## [Task requirements]
Would you transcribe all of the entries that follow, word for word?

## [Material supplied]
══════════════════════════════

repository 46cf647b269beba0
use async_trait::async_trait;
use uuid::Uuid;

use crate::{app_error::AppResult, domain::entities::provider::Provider};

/// Mapping between local users and each provider's customer identifiers.
#[async_trait]
pub trait IdentityDirectory: Send + Sync {
    async fn user_for_customer(
        &self,
        provider: Provider,
        external_customer_id: &str,
    ) -> AppResult<Option<Uuid>>;

    async fn customer_for_user(&self, user_id: Uuid, provider: Provider)
    -> AppResult<Option<String>>;

    async fn link_customer(
        &self,
        user_id: Uuid,
        provider: Provider,
        external_customer_id: &str,
    ) -> AppResult<()>;
}
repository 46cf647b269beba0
pub mod keyed_lock;
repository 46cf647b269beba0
use async_trait::async_trait;
use redis::{AsyncCommands, aio::ConnectionManager};

use crate::{
    app_error::{AppError, AppResult},
    domain::entities::provider::Provider,
    use_cases::webhook::ProcessedEventStore,
};

/// Webhook delivery ids seen within the dedup window, kept in Redis with a TTL.
#[derive(Clone)]
pub struct RedisProcessedEventStore {
    manager: ConnectionManager,
    window_secs: u64,
}

impl RedisProcessedEventStore {
    pub async fn new(redis_url: &str, window_secs: u64) -> AppResult<Self> {
        let client = redis::Client::open(redis_url).map_err(|e| {
            AppError::Internal(format!(
                "Redis connection failed (check redis password/URL): {e}"
            ))
        })?;
        let manager = ConnectionManager::new(client).await.map_err(|e| {
            AppError::Internal(format!(
                "Redis auth/connection failed (check redis password/URL): {e}"
            ))
        })?;

        Ok(Self {
            manager,
            window_secs: window_secs.max(1),
        })
    }

    fn key(provider: Provider, external_event_id: &str) -> String {
        format!("webhook:processed:{provider}:{external_event_id}")
    }
}

#[async_trait]
impl ProcessedEventStore for RedisProcessedEventStore {
    async fn is_processed(&self, provider: Provider, external_event_id: &str) -> AppResult<bool> {
        let mut conn = self.manager.clone();
        conn.exists(Self::key(provider, external_event_id))
            .await
            .map_err(|e| AppError::Persistence(e.to_string()))
    }

    async fn mark_processed(&self, provider: Provider, external_event_id: &str) -> AppResult<()> {
        let mut conn = self.manager.clone();
        let _: () = conn
            .set_ex(Self::key(provider, external_event_id), 1, self.window_secs)
            .await
            .map_err(|e| AppError::Persistence(e.to_string()))?;
        Ok(())
    }
}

══════════════════════════════

## [Exercise answer]
repository 46cf647b269beba0
use async_trait::async_trait;
use uuid::Uuid;

use crate::{app_error::AppResult, domain::entities::provider::Provider};

/// Mapping between local users and each provider's customer identifiers.
#[async_trait]
pub trait IdentityDirectory: Send + Sync {
    async fn user_for_customer(
        &self,
        provider: Provider,
        external_customer_id: &str,
    ) -> AppResult<Option<Uuid>>;

    async fn customer_for_user(&self, user_id: Uuid, provider: Provider)
    -> AppResult<Option<String>>;

    async fn link_customer(
        &self,
        user_id: Uuid,
        provider: Provider,
        external_customer_id: &str,
    ) -> AppResult<()>;
}
repository 46cf647b269beba0
pub mod keyed_lock;
repository 46cf647b269beba0
use async_trait::async_trait;
use redis::{AsyncCommands, aio::ConnectionManager};

use crate::{
    app_error::{AppError, AppResult},
    domain::entities::provider::Provider,
    use_cases::webhook::ProcessedEventStore,
};

/// Webhook delivery ids seen within the dedup window, kept in Redis with a TTL.
#[derive(Clone)]
pub struct RedisProcessedEventStore {
    manager: ConnectionManager,
    window_secs: u64,
}

impl RedisProcessedEventStore {
    pub async fn new(redis_url: &str, window_secs: u64) -> AppResult<Self> {
        let client = redis::Client::open(redis_url).map_err(|e| {
            AppError::Internal(format!(
                "Redis connection failed (check redis password/URL): {e}"
            ))
        })?;
        let manager = ConnectionManager::new(client).await.map_err(|e| {
            AppError::Internal(format!(
                "Redis auth/connection failed (check redis password/URL): {e}"
            ))
        })?;

        Ok(Self {
            manager,
            window_secs: window_secs.max(1),
        })
    }

    fn key(provider: Provider, external_event_id: &str) -> String {
        format!("webhook:processed:{provider}:{external_event_id}")
    }
}

#[async_trait]
impl ProcessedEventStore for RedisProcessedEventStore {
    async fn is_processed(&self, provider: Provider, external_event_id: &str) -> AppResult<bool> {
        let mut conn = self.manager.clone();
        conn.exists(Self::key(provider, external_event_id))
            .await
            .map_err(|e| AppError::Persistence(e.to_string()))
    }

    async fn mark_processed(&self, provider: Provider, external_event_id: &str) -> AppResult<()> {
        let mut conn = self.manager.clone();
        let _: () = conn
            .set_ex(Self::key(provider, external_event_id), 1, self.window_secs)
            .await
            .map_err(|e| AppError::Persistence(e.to_string()))?;
        Ok(())
    }
}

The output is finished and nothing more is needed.